La vera forza del film sta - a sorpresa - proprio nel suo ritratto. A sorpresa perché da titolo questo non è il classico film che la vede protagonista, il ruolo di forza che ha portato due candidature all’Oscar a Cate Blanchett. In un’operazione tutto sommato discutibile (perché prendere una donna dalla bellezza strepitosa e dall’accento americano come Margot Robbie per poi abbruttirla con protesi posticce ed evidentemente tali su grande schermo?) Elisabetta diventa la debole che conquista il cuore dello spettatore.
Al ritorno in Scozia della giovane e bella Maria Stuarda, capace sin da subito di dimostrarsi saggia ed equanime, Elisabetta si sente ancora più inadeguata e insicura. Devastata da una malattia che le ha lasciato brutte cicatrici sul viso, preoccupata dalle legittime rivendicazioni al trono che la “sorella di corona” potrebbe avanzare, senza figli, ritratta come una figura asessuale, androgina e queer, Elisabetta sfugge il confronto, anche quando la rivale cade in disgrazia per aver scelto avventatamente il proprio consorte.
Lo sforzo della sceneggiatura di Maria regina di Scozia è quello di mostrarci quanto anche le uniche due donne con un effettivo potere dell’Inghilterra dell’epoca vivessero la continua costrizione di dover essere figure ancillari, sempre pronte a cedere il potere al fratello, al marito, al figlio di turno.
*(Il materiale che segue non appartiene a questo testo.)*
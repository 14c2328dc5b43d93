use std::time::Instant;

use async_trait::async_trait;
use loom_core::tools::{SideEffect, Tool, ToolContext, ToolError, ToolResult};

use super::fs_ops::{commit_write, unified_diff};

pub struct WriteTool;

#[async_trait]
impl Tool for WriteTool {
    fn name(&self) -> &str {
        "Write"
    }

    fn description(&self) -> &str {
        "Write content to a file. Existing files must be read first."
    }

    fn parameters_schema(&self) -> serde_json::Value {
        serde_json::json!({
            "type": "object",
            "required": ["file_path", "content"],
            "properties": {
                "file_path": {
                    "type": "string",
                    "description": "Path to the file to write, absolute or relative to the working directory"
                },
                "content": {
                    "type": "string",
                    "description": "Content to write to the file"
                }
            }
        })
    }

    async fn execute(
        &self,
        args: serde_json::Value,
        ctx: &ToolContext,
    ) -> Result<ToolResult, ToolError> {
        let start = Instant::now();

        let file_path = args["file_path"]
            .as_str()
            .ok_or_else(|| ToolError::InvalidArguments("file_path is required".into()))?;
        let content = args["content"]
            .as_str()
            .ok_or_else(|| ToolError::InvalidArguments("content is required".into()))?;

        let path = ctx.resolve_path(file_path);
        let previous = std::fs::read_to_string(&path).unwrap_or_default();
        commit_write(ctx, &path, content)?;

        let diff = unified_diff(&path, &previous, content);
        Ok(ToolResult::success(
            format!(
                "Wrote {} bytes ({} lines) to {}",
                content.len(),
                content.lines().count(),
                path.display()
            ),
            start.elapsed(),
        )
        .with_side_effect(SideEffect::FileChanged { path, diff }))
    }
}
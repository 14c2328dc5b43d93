use std::collections::HashSet;
use std::path::PathBuf;
use std::sync::Arc;

use chrono::{DateTime, Utc};
use parking_lot::Mutex;
use serde::{Deserialize, Deserializer, Serialize, Serializer};

use crate::files::FileTracker;
use crate::ids::{MessageId, SessionId, ToolCallId};
use crate::messages::{Message, ToolCallBlock};
use crate::tokens::{estimate_message_tokens, AccumulatedTokens};

#[derive(Clone, Copy, Debug, Default, PartialEq, Eq, Serialize, Deserialize)]
#[serde(rename_all = "snake_case")]
pub enum SessionMode {
    #[default]
    Normal,
    Plan,
}

impl SessionMode {
    pub fn as_str(&self) -> &'static str {
        match self {
            Self::Normal => "normal",
            Self::Plan => "plan",
        }
    }
}

#[derive(Clone, Copy, Debug, Default, PartialEq, Eq, Serialize, Deserialize)]
#[serde(rename_all = "snake_case")]
pub enum SessionStatus {
    #[default]
    Active,
    Archived,
}

/// A message plus its bookkeeping. Only `deleted` changes after append.
#[derive(Clone, Debug, Serialize, Deserialize)]
pub struct MessageRecord {
    pub id: MessageId,
    pub message: Message,
    pub token_estimate: u32,
    #[serde(default)]
    pub deleted: bool,
    pub created_at: DateTime<Utc>,
}

impl MessageRecord {
    pub fn new(message: Message) -> Self {
        Self {
            id: MessageId::new(),
            token_estimate: estimate_message_tokens(&message),
            message,
            deleted: false,
            created_at: Utc::now(),
        }
    }
}

// --- Todos ---

#[derive(Debug, Clone, PartialEq, Eq, Serialize, Deserialize)]
pub struct TodoItem {
    pub id: String,
    pub content: String,
    pub status: TodoStatus,
}

#[derive(Debug, Clone, Copy, PartialEq, Eq, Serialize, Deserialize)]
#[serde(rename_all = "snake_case")]
pub enum TodoStatus {
    Pending,
    InProgress,
    Completed,
}

/// Shared handle over a session's todo list. Clones share state.
#[derive(Clone, Debug, Default)]
pub struct TodoList {
    inner: Arc<Mutex<Vec<TodoItem>>>,
}

impl TodoList {
    pub fn new() -> Self {
        Self::default()
    }

    pub fn from_items(items: Vec<TodoItem>) -> Self {
        Self {
            inner: Arc::new(Mutex::new(items)),
        }
    }

    pub fn items(&self) -> Vec<TodoItem> {
        self.inner.lock().clone()
    }

    pub fn replace(&self, items: Vec<TodoItem>) {
        *self.inner.lock() = items;
    }

    pub fn is_empty(&self) -> bool {
        self.inner.lock().is_empty()
    }

    pub fn has_open_items(&self) -> bool {
        self.inner
            .lock()
            .iter()
            .any(|t| t.status != TodoStatus::Completed)
    }
}

impl PartialEq for TodoList {
    fn eq(&self, other: &Self) -> bool {
        self.items() == other.items()
    }
}

impl Serialize for TodoList {
    fn serialize<S: Serializer>(&self, serializer: S) -> Result<S::Ok, S::Error> {
        self.items().serialize(serializer)
    }
}

impl<'de> Deserialize<'de> for TodoList {
    fn deserialize<D: Deserializer<'de>>(deserializer: D) -> Result<Self, D::Error> {
        Vec::<TodoItem>::deserialize(deserializer).map(Self::from_items)
    }
}

// --- Session ---

/// One persistent conversation. Messages are append-only; compaction only
/// flips `deleted` on superseded records.
#[derive(Clone, Debug, Serialize, Deserialize)]
pub struct Session {
    pub id: SessionId,
    pub working_directory: PathBuf,
    #[serde(default)]
    pub mode: SessionMode,
    #[serde(default)]
    pub status: SessionStatus,
    /// Iterations in the current run. Reset on new user input.
    #[serde(default)]
    pub step: u32,
    pub messages: Vec<MessageRecord>,
    #[serde(default)]
    pub todos: TodoList,
    #[serde(default)]
    pub files: FileTracker,
    #[serde(default)]
    pub tokens: AccumulatedTokens,
    pub created_at: DateTime<Utc>,
    pub updated_at: DateTime<Utc>,
}

impl Session {
    pub fn new(working_directory: impl Into<PathBuf>) -> Self {
        let now = Utc::now();
        Self {
            id: SessionId::new(),
            working_directory: working_directory.into(),
            mode: SessionMode::Normal,
            status: SessionStatus::Active,
            step: 0,
            messages: Vec::new(),
            todos: TodoList::new(),
            files: FileTracker::new(),
            tokens: AccumulatedTokens::default(),
            created_at: now,
            updated_at: now,
        }
    }

    pub fn append(&mut self, message: Message) -> &MessageRecord {
        self.updated_at = Utc::now();
        let index = self.messages.len();
        self.messages.push(MessageRecord::new(message));
        &self.messages[index]
    }

    /// Flag the given records as superseded. Returns how many changed.
    pub fn soft_delete(&mut self, ids: &HashSet<MessageId>) -> usize {
        let mut changed = 0;
        for record in self.messages.iter_mut() {
            if !record.deleted && ids.contains(&record.id) {
                record.deleted = true;
                changed += 1;
            }
        }
        if changed > 0 {
            self.updated_at = Utc::now();
        }
        changed
    }

    /// Live records in presentation order: the compaction summary first, then
    /// everything else in append order.
    pub fn active_messages(&self) -> Vec<&MessageRecord> {
        let live = self.messages.iter().filter(|r| !r.deleted);
        let (summaries, rest): (Vec<_>, Vec<_>) = live.partition(|r| r.message.is_summary());
        summaries.into_iter().chain(rest).collect()
    }

    pub fn context_messages(&self) -> Vec<Message> {
        self.active_messages()
            .into_iter()
            .map(|r| r.message.clone())
            .collect()
    }

    pub fn message_token_estimate(&self) -> u32 {
        self.active_messages()
            .iter()
            .map(|r| r.token_estimate)
            .sum()
    }

    /// Text of the most recent assistant message, if any.
    pub fn last_assistant_text(&self) -> Option<String> {
        self.messages.iter().rev().find_map(|r| match &r.message {
            Message::Assistant(a) => Some(a.text_content()),
            _ => None,
        })
    }

    /// Tool calls in the latest assistant message that have no result yet.
    pub fn unresolved_tool_calls(&self) -> Vec<ToolCallBlock> {
        let Some(pos) = self
            .messages
            .iter()
            .rposition(|r| matches!(r.message, Message::Assistant(_)))
        else {
            return Vec::new();
        };
        let Message::Assistant(assistant) = &self.messages[pos].message else {
            return Vec::new();
        };
        let answered: HashSet<&ToolCallId> = self.messages[pos + 1..]
            .iter()
            .filter_map(|r| match &r.message {
                Message::ToolResult(t) => Some(&t.tool_call_id),
                _ => None,
            })
            .collect();
        assistant
            .tool_calls()
            .into_iter()
            .filter(|tc| !answered.contains(&tc.id))
            .cloned()
            .collect()
    }

    pub fn archive(&mut self) {
        self.status = SessionStatus::Archived;
        self.updated_at = Utc::now();
    }
}
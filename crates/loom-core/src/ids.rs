//! Opaque string identifiers.
//!
//! Generated ids are `<prefix>_<uuid v7>`, so ids of one kind sort by creation
//! time. Ids handed to us from elsewhere (provider tool-call ids, ids typed on
//! the command line) are kept verbatim.

use std::fmt;

use serde::{Deserialize, Serialize};
use uuid::Uuid;

macro_rules! prefixed_id {
    ($(#[$meta:meta])* $name:ident => $prefix:literal) => {
        $(#[$meta])*
        #[derive(Clone, Debug, Hash, Eq, PartialEq, Serialize, Deserialize)]
        #[serde(transparent)]
        pub struct $name(String);

        impl $name {
            pub const PREFIX: &'static str = $prefix;

            pub fn new() -> Self {
                Self(format!("{}_{}", Self::PREFIX, Uuid::now_v7()))
            }

            /// Wrap an existing id without validation.
            pub fn from_raw(raw: impl Into<String>) -> Self {
                Self(raw.into())
            }

            pub fn as_str(&self) -> &str {
                &self.0
            }
        }

        impl Default for $name {
            fn default() -> Self {
                Self::new()
            }
        }

        impl fmt::Display for $name {
            fn fmt(&self, f: &mut fmt::Formatter<'_>) -> fmt::Result {
                f.write_str(&self.0)
            }
        }

        impl From<&str> for $name {
            fn from(raw: &str) -> Self {
                Self::from_raw(raw)
            }
        }
    };
}

prefixed_id!(SessionId => "sess");
prefixed_id!(
    /// One stored message record.
    MessageId => "msg"
);
prefixed_id!(
    /// Normally assigned by the provider; generated only when a stream omits one.
    ToolCallId => "call"
);
prefixed_id!(
    /// One engine instance. Sub-agents get their own.
    AgentId => "agent"
);
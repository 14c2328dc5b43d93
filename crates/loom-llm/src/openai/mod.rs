mod converter;
mod parser;

pub use converter::build_request_body;
pub use parser::ChatCompletionParser;

use async_trait::async_trait;
use reqwest::Client;
use tracing::instrument;

use loom_core::context::LlmContext;
use loom_core::errors::GatewayError;
use loom_core::provider::{EventStream, LlmProvider, StreamOptions};
use loom_core::security::{ApiKey, ProviderType};

use crate::http;
use crate::models::{self, ResolvedModel};
use crate::sse::SseStream;

const DEFAULT_BASE_URL: &str = "https://api.openai.com/v1";

/// Any server speaking the Chat Completions streaming protocol.
pub struct OpenAiProvider {
    client: Client,
    api_key: ApiKey,
    model: ResolvedModel,
    base_url: String,
}

impl OpenAiProvider {
    pub fn new(api_key: ApiKey, model: Option<&str>) -> Result<Self, GatewayError> {
        Ok(Self {
            client: http::build_client()?,
            api_key,
            model: models::resolve(&ProviderType::OpenAI, model),
            base_url: DEFAULT_BASE_URL.to_string(),
        })
    }

    pub fn with_base_url(mut self, base_url: impl Into<String>) -> Self {
        self.base_url = base_url.into().trim_end_matches('/').to_string();
        self
    }
}

#[async_trait]
impl LlmProvider for OpenAiProvider {
    fn name(&self) -> &str {
        "openai"
    }

    fn model(&self) -> &str {
        &self.model.id
    }

    fn context_window(&self) -> usize {
        self.model.context_window
    }

    fn supports_thinking(&self) -> bool {
        self.model.supports_thinking
    }

    fn supports_tools(&self) -> bool {
        true
    }

    #[instrument(skip(self, context, options), fields(model = %self.model.id))]
    async fn stream(
        &self,
        context: &LlmContext,
        options: &StreamOptions,
    ) -> Result<EventStream, GatewayError> {
        let body = build_request_body(context, options, &self.model.id, self.model.max_output);
        let request = self
            .client
            .post(format!("{}/chat/completions", self.base_url))
            .bearer_auth(self.api_key.expose())
            .header("accept", "text/event-stream")
            .json(&body);

        let bytes = http::send_streaming(request).await?;
        let parser =
            ChatCompletionParser::new(context.estimate_prompt_tokens(), self.model.context_window);
        Ok(Box::pin(SseStream::new(bytes, parser)))
    }
}
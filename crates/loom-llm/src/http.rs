use std::time::Duration;

use reqwest::header::{HeaderMap, RETRY_AFTER};
use reqwest::{Client, RequestBuilder, Response};
use tracing::debug;

use loom_core::errors::GatewayError;

use crate::sse::ByteStream;

const CONNECT_TIMEOUT: Duration = Duration::from_secs(30);

pub fn build_client() -> Result<Client, GatewayError> {
    Client::builder()
        .connect_timeout(CONNECT_TIMEOUT)
        .build()
        .map_err(|e| GatewayError::NetworkError(format!("failed to build HTTP client: {e}")))
}

/// Send a streaming request and hand back the body as bytes, mapping
/// transport and status failures onto [`GatewayError`].
pub async fn send_streaming(request: RequestBuilder) -> Result<ByteStream, GatewayError> {
    let resp = request.send().await.map_err(map_send_error)?;
    let resp = check_status(resp).await?;
    Ok(Box::pin(resp.bytes_stream()))
}

fn map_send_error(e: reqwest::Error) -> GatewayError {
    if e.is_timeout() {
        GatewayError::Timeout(CONNECT_TIMEOUT)
    } else {
        GatewayError::NetworkError(e.to_string())
    }
}

async fn check_status(resp: Response) -> Result<Response, GatewayError> {
    let status = resp.status();
    if status.is_success() {
        return Ok(resp);
    }
    let retry_after = parse_retry_after(resp.headers());
    let body = resp.text().await.unwrap_or_default();
    debug!(status = status.as_u16(), body = %body, "provider returned error status");
    Err(match GatewayError::from_status(status.as_u16(), body) {
        GatewayError::RateLimited { .. } => GatewayError::RateLimited { retry_after },
        other => other,
    })
}

/// `Retry-After` in delta-seconds form. HTTP-date values are ignored.
pub fn parse_retry_after(headers: &HeaderMap) -> Option<Duration> {
    let value = headers.get(RETRY_AFTER)?.to_str().ok()?;
    let secs: f64 = value.trim().parse().ok()?;
    (secs.is_finite() && secs >= 0.0).then(|| Duration::from_secs_f64(secs))
}
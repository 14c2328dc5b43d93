use std::collections::{BTreeMap, HashSet};
use std::sync::Arc;

use serde::{Deserialize, Serialize};

use loom_core::tools::{ConcurrencyPolicy, Tool, ToolDefinition};

use crate::error::EngineError;

/// Static capabilities of a registered tool, read by the dispatcher before it
/// schedules a call.
#[derive(Clone, Debug, PartialEq)]
pub struct ToolDescriptor {
    pub name: String,
    pub description: String,
    pub parameters: serde_json::Value,
    pub policy: ConcurrencyPolicy,
    pub has_side_effects: bool,
    pub plan_safe: bool,
}

impl ToolDescriptor {
    fn of(tool: &dyn Tool) -> Self {
        Self {
            name: tool.name().to_string(),
            description: tool.description().to_string(),
            parameters: tool.parameters_schema(),
            policy: tool.concurrency_policy(),
            has_side_effects: tool.has_side_effects(),
            plan_safe: tool.allowed_in_plan_mode(),
        }
    }
}

/// Filter for selecting tools when creating sub-agent registries.
#[derive(Clone, Debug, PartialEq, Eq, Serialize, Deserialize)]
#[serde(tag = "kind", content = "tools", rename_all = "snake_case")]
pub enum ToolFilter {
    /// Same tools as parent.
    InheritAll,
    /// Parent tools minus these.
    InheritExcept(HashSet<String>),
    /// Only these tools.
    Explicit(HashSet<String>),
}

impl ToolFilter {
    pub fn allows(&self, name: &str) -> bool {
        match self {
            Self::InheritAll => true,
            Self::InheritExcept(excluded) => !excluded.contains(name),
            Self::Explicit(included) => included.contains(name),
        }
    }
}

struct ToolEntry {
    tool: Arc<dyn Tool>,
    descriptor: ToolDescriptor,
}

/// Immutable name-indexed tool table, built once at startup.
#[derive(Clone, Default)]
pub struct ToolRegistry {
    tools: Arc<BTreeMap<String, ToolEntry>>,
}

impl ToolRegistry {
    /// Build the table from an explicit list. Names must be unique.
    pub fn from_tools(tools: Vec<Arc<dyn Tool>>) -> Result<Self, EngineError> {
        let mut table = BTreeMap::new();
        for tool in tools {
            let descriptor = ToolDescriptor::of(tool.as_ref());
            let name = descriptor.name.clone();
            if table.contains_key(&name) {
                return Err(EngineError::DuplicateTool(name));
            }
            table.insert(name, ToolEntry { tool, descriptor });
        }
        Ok(Self {
            tools: Arc::new(table),
        })
    }

    pub fn get(&self, name: &str) -> Option<Arc<dyn Tool>> {
        self.tools.get(name).map(|e| Arc::clone(&e.tool))
    }

    pub fn descriptor(&self, name: &str) -> Option<&ToolDescriptor> {
        self.tools.get(name).map(|e| &e.descriptor)
    }

    pub fn contains(&self, name: &str) -> bool {
        self.tools.contains_key(name)
    }

    /// Tool names, sorted.
    pub fn names(&self) -> Vec<String> {
        self.tools.keys().cloned().collect()
    }

    /// Definitions for the model, sorted by name.
    pub fn definitions(&self) -> Vec<ToolDefinition> {
        self.tools
            .values()
            .map(|e| ToolDefinition {
                name: e.descriptor.name.clone(),
                description: e.descriptor.description.clone(),
                parameters: e.descriptor.parameters.clone(),
            })
            .collect()
    }

    pub fn len(&self) -> usize {
        self.tools.len()
    }

    pub fn is_empty(&self) -> bool {
        self.tools.is_empty()
    }

    /// Create a filtered copy for a sub-agent.
    pub fn filtered(&self, filter: &ToolFilter) -> Self {
        let table = self
            .tools
            .iter()
            .filter(|(name, _)| filter.allows(name))
            .map(|(name, entry)| {
                (
                    name.clone(),
                    ToolEntry {
                        tool: Arc::clone(&entry.tool),
                        descriptor: entry.descriptor.clone(),
                    },
                )
            })
            .collect();
        Self {
            tools: Arc::new(table),
        }
    }
}

impl std::fmt::Debug for ToolRegistry {
    fn fmt(&self, f: &mut std::fmt::Formatter<'_>) -> std::fmt::Result {
        f.debug_struct("ToolRegistry")
            .field("tools", &self.names())
            .finish()
    }
}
Sforzo lodevole e sulla carta interessante per come mostra quanto la storica rivalità tra le due fosse creata ad arte dalle pressioni dei loro consiglieri e nemici, manco a dirlo, tutti di sesso maschile.
Nel farlo però il lungometraggio commette l’errore di santificare sin troppo la sua protagonista: Maria Stuarda sembra un’eroina della social justice, una donna d’enorme saggezza tradita da un solo tragico errore, bella, buona, comprensiva con i deboli, i gay, i numerosi esponenti di etnie non caucasiche presenti nel cast, persino i familiari a lei vicini che la tradiscono. Nello sforzo di uscire dallo stereotipo, il personaggio finisce per diventare ancor più monodimensionale.
Spiace poi ammetterlo date le buone intenzioni da cui è originato, ma il film soffre moltissimo il confronto con La Favorita, dramma in costume che vede protagonista un’altra regina inglese, in uscita la settimana successiva. Maria regina di Scozia viene schiacciato nel confronto a causa del politically correct della sua sceneggiatura e del rapporto impari tra i due cineasti. Josie Rourke tenta di fare il suo meglio, con un paio di scene anche estrose, ma non è Yorgos Lanthimos, il regista greco già lanciatissimo alla corsa agli Oscar. Il problema è proprio quello: pochi film in cui farsi le ossa, per non parlare dell’impossibilità di dirigere progetti personali. Come si può crescere così una generazione di cineaste che riequilibri lo scenario hollywoodiano?